Elizabeth Hanna is a Canadian actress and speech language pathologist, most notable for her voice acting work in animated films. She is best known as the voice of Hen in Little Bear.

== History ==

===Early history===
Hanna spent her early years in Ottawa, where she graduated from Glebe Collegiate Institute. She attended Carleton University, where she graduated with a major in philosophy. She was then accepted into the National Theatre School of Canada, based in Montreal, Quebec, from which she graduated in 1977.

===Acting career===
Hanna then relocated to Toronto, where she continues to be based. She initially commenced her professional acting career appearing in various Toronto stage productions. She also began to obtain commercial voice-over work, contributing to national television and radio advertising campaigns. This led to the development of her career as a voice actor in a number of animated films associated with such well-known characters as Little Bear, the Care Bears, Babar, and Sailor Moon. Much of Hanna's voice acting work has been in productions of the Nelvana group.

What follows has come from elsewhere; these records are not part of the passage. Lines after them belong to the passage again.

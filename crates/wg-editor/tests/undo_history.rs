//! Integration tests: snapshot undo across editor intents.
//!
//! Only adds record history; these tests pin down that asymmetry along
//! with the example walkthrough from the widget's documentation.

use pretty_assertions::assert_eq;
use wg_core::{Position, WordTag};
use wg_editor::WordEditor;

fn init_logging() {
    let _ = env_logger::builder().is_test(true).try_init();
}

fn texts(tags: &[WordTag]) -> Vec<&str> {
    tags.iter().map(|t| t.text.as_str()).collect()
}

// ─── Walkthrough ────────────────────────────────────────────────────────

#[test]
fn cat_dog_walkthrough() {
    init_logging();
    let mut editor = WordEditor::new();

    let cat = editor.add_word("cat").unwrap();
    assert_eq!(texts(editor.tags()), vec!["cat"]);
    assert_eq!(editor.tags()[0].font_size, 16);
    assert_eq!(editor.tags()[0].position, Position::new(100.0, 100.0));
    assert_eq!(editor.history().len(), 1);
    assert!(editor.history()[0].is_empty());

    editor.grow_last();
    assert_eq!(editor.tags()[0].font_size, 20);

    editor.add_word("dog").unwrap();
    assert_eq!(texts(editor.tags()), vec!["cat", "dog"]);
    assert_eq!(editor.tags()[0].font_size, 20);
    assert_eq!(editor.tags()[1].font_size, 16);
    assert_eq!(editor.tags()[1].position, Position::new(100.0, 100.0));
    assert_eq!(editor.history().len(), 2);
    assert!(editor.history()[0].is_empty());
    assert_eq!(texts(&editor.history()[1]), vec!["cat"]);
    assert_eq!(editor.history()[1][0].font_size, 20);

    assert!(editor.undo());
    assert_eq!(texts(editor.tags()), vec!["cat"]);
    assert_eq!(editor.tags()[0].font_size, 20);
    assert_eq!(editor.history().len(), 1);
    assert!(editor.history()[0].is_empty());

    assert!(editor.delete_word(cat));
    assert!(editor.tags().is_empty());
}

// ─── History bookkeeping ────────────────────────────────────────────────

#[test]
fn each_add_records_pre_add_board() {
    init_logging();
    let mut editor = WordEditor::new();
    let words = ["one", "two", "three", "four"];

    let mut expected: Vec<Vec<WordTag>> = Vec::new();
    for word in words {
        expected.push(editor.tags().to_vec());
        editor.add_word(word).unwrap();
    }

    assert_eq!(editor.history_len(), words.len());
    assert_eq!(editor.history(), expected.as_slice());
}

#[test]
fn undo_walks_back_one_add_at_a_time() {
    init_logging();
    let mut editor = WordEditor::new();
    for word in ["a", "b", "c"] {
        editor.add_word(word);
    }

    assert!(editor.undo());
    assert_eq!(texts(editor.tags()), vec!["a", "b"]);
    assert_eq!(editor.history_len(), 2);

    assert!(editor.undo());
    assert!(editor.undo());
    assert!(editor.tags().is_empty());
    assert_eq!(editor.history_len(), 0);

    // Nothing left: further undo changes nothing.
    assert!(!editor.undo());
    assert!(editor.tags().is_empty());
}

#[test]
fn blank_adds_leave_history_untouched() {
    init_logging();
    let mut editor = WordEditor::new();
    editor.add_word("cat");
    let before = editor.tags().to_vec();

    assert!(editor.add_word("   ").is_none());
    assert!(editor.add_word("").is_none());

    assert_eq!(editor.tags(), before.as_slice());
    assert_eq!(editor.history_len(), 1);
}

// ─── What undo does not revert ──────────────────────────────────────────

#[test]
fn resize_and_move_are_not_recorded() {
    init_logging();
    let mut editor = WordEditor::new();
    let id = editor.add_word("cat").unwrap();

    editor.grow_last();
    editor.grow_last();
    editor.begin_drag(id);
    editor.update_drag(500.0, 300.0);
    editor.end_drag();
    assert_eq!(editor.history_len(), 1);

    // Undo jumps straight past the resizes and the move to the empty board.
    assert!(editor.undo());
    assert!(editor.tags().is_empty());
}

#[test]
fn undo_discards_edits_made_after_the_add() {
    init_logging();
    let mut editor = WordEditor::new();
    editor.add_word("cat");
    let dog = editor.add_word("dog").unwrap();

    editor.grow_last(); // dog -> 20
    editor.begin_drag(dog);
    editor.update_drag(60.0, 30.0);
    editor.end_drag();

    assert!(editor.undo());
    assert_eq!(texts(editor.tags()), vec!["cat"]);
    assert_eq!(editor.tags()[0].font_size, 16);
}

#[test]
fn ids_survive_undo() {
    init_logging();
    let mut editor = WordEditor::new();
    let cat = editor.add_word("cat").unwrap();
    editor.add_word("dog");
    editor.undo();

    assert_eq!(editor.tags()[0].id, cat);
    assert!(editor.begin_drag(cat));
}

===As a speech-language pathologist===
Hanna later complemented her voice acting and voiceover skills by obtaining a Master of Health Science degree, majoring in Speech-Language Pathology, from the University of Toronto. She commenced practising as a Speech-Language Pathologist in 1996 while continuing her voice and other contributions to film and television, as well as voice contributions to video games.

== Filmography ==
- Hank Williams: The Show He Never Gave (1981)
- The Wizard of Oz (1982) - Wicked Witch of the West (voice)
- Check It Out! (1985)
- The Centurions (1986–87)
- Killer Party (1986) - Stephanie
- The Care Bears Adventure in Wonderland (1987) - Queen of Wonderland (voice)
- Hello Kitty's Furry Tale Theater (1987) - Grandma Kitty, Mama Kitty (voice)
- Police Academy (1988) - Mademoiselle Diva (voice)
- Double Standard (1988)
- C.O.P.S. (1988–89) - Suzy "Mirage" Young (voice)
- Babar (1989) - Madame (voice)
- Alfred Hitchcock Presents (1989)
- Street Legal (1989)
- Babar: The Movie (1989) - Queen Celeste, Lady (voice)
- The Legend of Zelda (1989) - Triforce of Wisdom (voice)
- Piggsburg Pigs! (1990)
- The Raccoons (1990) - Nicole Raccoon (voice)
- The Nutcracker Prince (1990) - Marie, Miss Schaeffer, Doll (voice)
- Beetlejuice (1989–91) - Delia Deetz, Miss Shannon (voice)
- Dog City (1992–95) - Rosie O'Gravy (voice)
- The Lawrencia Bembenek Story (1993) (Television Movie)
- Tales from the Cryptkeeper (1993–94) - The Old Witch (voice)
- Wild C.A.T.s (1994–95)
- Little Bear (1995–2001) - Hen (voice)
- The Magic School Bus (1995) - Judge (voice)
- Sailor Moon (1995) - Doom Tree/Tree of Life (voice)
- Franklin (1997) - Duck, Mrs. Fox (voice)
- Mega Man Legends (1997) - Servbots (voice)
- Silver Surfer (1998) - Kill the Troll (voice)
- Babar: King of the Elephants (1999) - Madame (voice)
- The Misadventures of Tron Bonne (1999) - Servbot #1 (voice)
- Mythic Warriors: Guardians of the Legend (2000) - Artemis (voice)
- Mega Man Legends 2 (2000) - Servbots (voice)
- Franklin and the Green Knight: The Movie (2000) - Mrs. Fox, Eagle (voice)
- The Little Bear Movie (2001) - Hen (voice, uncredited)
- Elliot Moose (2001)
- Rolie Polie Olie (2003–2004) - Kindly Lady (voice)
- Care Bears: Big Wish Movie (2005) - Big Wish (voice)
- Friends and Heroes (2008–09) - Luciana (voice)
- The Dating Guy (2009) (TV Series)
- Mia and Me (2011–12) - Panthea (voice)
- Wishenpoof! (2018) - Grammie (voice)
- Corn & Peg (2019–20) - Miss Biscuit (voice)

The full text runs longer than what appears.